He Spent an Extra Two Years in Prison Because He Could Not Find a Place Where He Was Legally Allowed To Live

Since 2005, New York has prohibited people on “level three” of the state’s sex offender registry from living within 1,000 feet of a school. In New York City, as the above map shows, those “buffer zones” cover nearly all residential areas. Because the state requires registrants to find legally compliant housing before they leave prison, these restrictions mean they may remain behind bars long after they are eligible for conditional release and even after they have completed their original sentences.
That is what happened to Angel Ortiz, who in 2008 was accused of “sexually
threating a pizza delivery man during the course of a robbery designed to
secure money in order to obtain drugs.” After Ortiz pleaded guilty to robbery and attempted sexual abuse, he was sentenced to 10 years in prison plus five years of parole. He became eligible for supervised release after serving about eight and half years. But as New York Times reporter Adam Liptak notes, Ortiz remained in prison because all of the housing options he suggested—his mother’s apartment in New York City, along with “dozens of alternatives, including some in upstate New York”—ran afoul of the 1,000-foot rule.
Even after Ortiz had served the full 10 years of his original sentence, he remained in prison. All told, he served an additional 25 months because of New York’s residence restrictions.

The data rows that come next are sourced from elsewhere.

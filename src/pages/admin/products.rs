//! Product listing for the management area.
//!
//! Admins see the whole catalog; sellers only the products listed under
//! their own account.

use leptos::*;
use leptos_router::A;

use crate::components::ui::{
    use_disclosure, Button, ButtonSize, ButtonVariant, Modal, ModalBody, ModalFooter,
    ModalHeader, Pagination, TextField,
};
use crate::config::ROWS_PER_PAGE;
use crate::services::{
    products::{self, ProductFilter},
    sellers,
};
use crate::store::{run_action, use_app_store};
use crate::types::Product;

#[component]
pub fn AdminProductsPage() -> impl IntoView {
    let store = use_app_store();
    let (rows, set_rows) = create_signal(Vec::<Product>::new());
    let (filter, set_filter) = create_signal(String::new());
    let (page, set_page) = create_signal(1usize);
    let confirm = use_disclosure();
    let (target, set_target) = create_signal(None::<Product>);

    // Tracks the auth slice: the right scope is only known once the
    // session has restored.
    create_effect(move |_| {
        let Some(user) = store.auth.user() else {
            return;
        };
        let all = user.is_admin.unwrap_or(false);
        let username = user.username.clone();
        spawn_local(async move {
            let request = async move {
                if all {
                    products::list(&ProductFilter::default()).await
                } else {
                    sellers::products_by_email(&username).await
                }
            };
            let fetched = run_action(
                store,
                "fetchProducts",
                "Loading products...",
                request,
                None,
                Some("Could not load products."),
            )
            .await;
            if let Some(list) = fetched {
                set_rows.set(list);
            }
        });
    });

    let filtered = create_memo(move |_| {
        let needle = filter.get().trim().to_lowercase();
        rows.get()
            .into_iter()
            .filter(|p| needle.is_empty() || p.title.to_lowercase().contains(&needle))
            .collect::<Vec<_>>()
    });
    let total_pages = create_memo(move |_| filtered.get().len().div_ceil(ROWS_PER_PAGE).max(1));
    let page_rows = create_memo(move |_| {
        let current = page.get().clamp(1, total_pages.get());
        filtered
            .get()
            .into_iter()
            .skip((current - 1) * ROWS_PER_PAGE)
            .take(ROWS_PER_PAGE)
            .collect::<Vec<_>>()
    });

    let ask_delete = move |product: Product| {
        set_target.set(Some(product));
        confirm.open();
    };

    let cancel = Callback::new(move |_: ()| confirm.close());

    let confirm_delete = Callback::new(move |_: ()| {
        let Some(product) = target.get_untracked() else {
            return;
        };
        confirm.close();
        spawn_local(async move {
            let deleted = run_action(
                store,
                "deleteProduct",
                "Deleting product...",
                products::delete(&product.id),
                Some("Product deleted"),
                Some("Failed to delete product"),
            )
            .await;
            if deleted.is_some() {
                set_rows.update(|list| list.retain(|p| p.id != product.id));
            }
        });
    });

    view! {
        <div class="admin-page">
            <div class="page-toolbar">
                <h2 class="page-title">"Products"</h2>
                <div class="toolbar-actions">
                    <TextField value=filter set_value=set_filter placeholder="Filter by title"/>
                    <A href="/admin/products/new" class="btn btn-solid btn-md">
                        "Add Product"
                    </A>
                </div>
            </div>

            <Show
                when=move || !filtered.get().is_empty()
                fallback=|| view! { <p class="empty-note">"No products found."</p> }
            >
                <table class="table">
                    <thead>
                        <tr>
                            <th>"Title"</th>
                            <th>"Price"</th>
                            <th>"List price"</th>
                            <th class="cell-right">"Actions"</th>
                        </tr>
                    </thead>
                    <tbody>
                        <For
                            each=move || page_rows.get()
                            key=|p| p.id.clone()
                            children=move |product| {
                                let edit_href = format!("/admin/products/{}/edit", product.id);
                                let row = product.clone();
                                view! {
                                    <tr>
                                        <td>{product.title.clone()}</td>
                                        <td class="price">
                                            {format!("${:.2}", product.discount_price)}
                                        </td>
                                        <td>{format!("${:.2}", product.sale_price)}</td>
                                        <td class="cell-right cell-actions">
                                            <A href=edit_href class="btn btn-ghost btn-sm">
                                                "Edit"
                                            </A>
                                            <Button
                                                size=ButtonSize::Sm
                                                variant=ButtonVariant::Danger
                                                on_press=move |_| ask_delete(row.clone())
                                            >
                                                "Delete"
                                            </Button>
                                        </td>
                                    </tr>
                                }
                            }
                        />
                    </tbody>
                </table>
            </Show>

            <Pagination page=page set_page=set_page total=Signal::from(total_pages)/>

            <Modal open=confirm.is_open on_close=cancel>
                <ModalHeader>"Delete product"</ModalHeader>
                <ModalBody>
                    <p>
                        {move || {
                            target
                                .get()
                                .map(|p| format!("Delete \"{}\"? This cannot be undone.", p.title))
                                .unwrap_or_default()
                        }}
                    </p>
                </ModalBody>
                <ModalFooter>
                    <Button variant=ButtonVariant::Ghost on_press=cancel>"Cancel"</Button>
                    <Button variant=ButtonVariant::Danger on_press=confirm_delete>
                        "Delete"
                    </Button>
                </ModalFooter>
            </Modal>
        </div>
    }
}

Last month, the Supreme Court declined to review a New York Court of Appeals decision that upheld Ortiz’s continued incarceration. While agreeing that the case “does not satisfy this Court’s criteria for granting certiorari,” Justice Sonia Sotomayor outlined the “serious constitutional concerns” raised by New York’s residence restrictions, which she suggested “may not withstand even rational-basis review.”
Since that standard of review is highly deferential, requiring only a “rational connection” between a restriction on liberty and a “legitimate state interest,” Sotomayor’s assessment is a strong statement about the weak justification for residence restrictions like New York’s. But it is consistent with the conclusions of criminologists, who have found scant evidence that the policy actually protects public safety. Several courts and government agencies have concurred that residence restrictions do not work as advertised and may even be counterproductive, undermining rehabilitation and making recidivism more likely.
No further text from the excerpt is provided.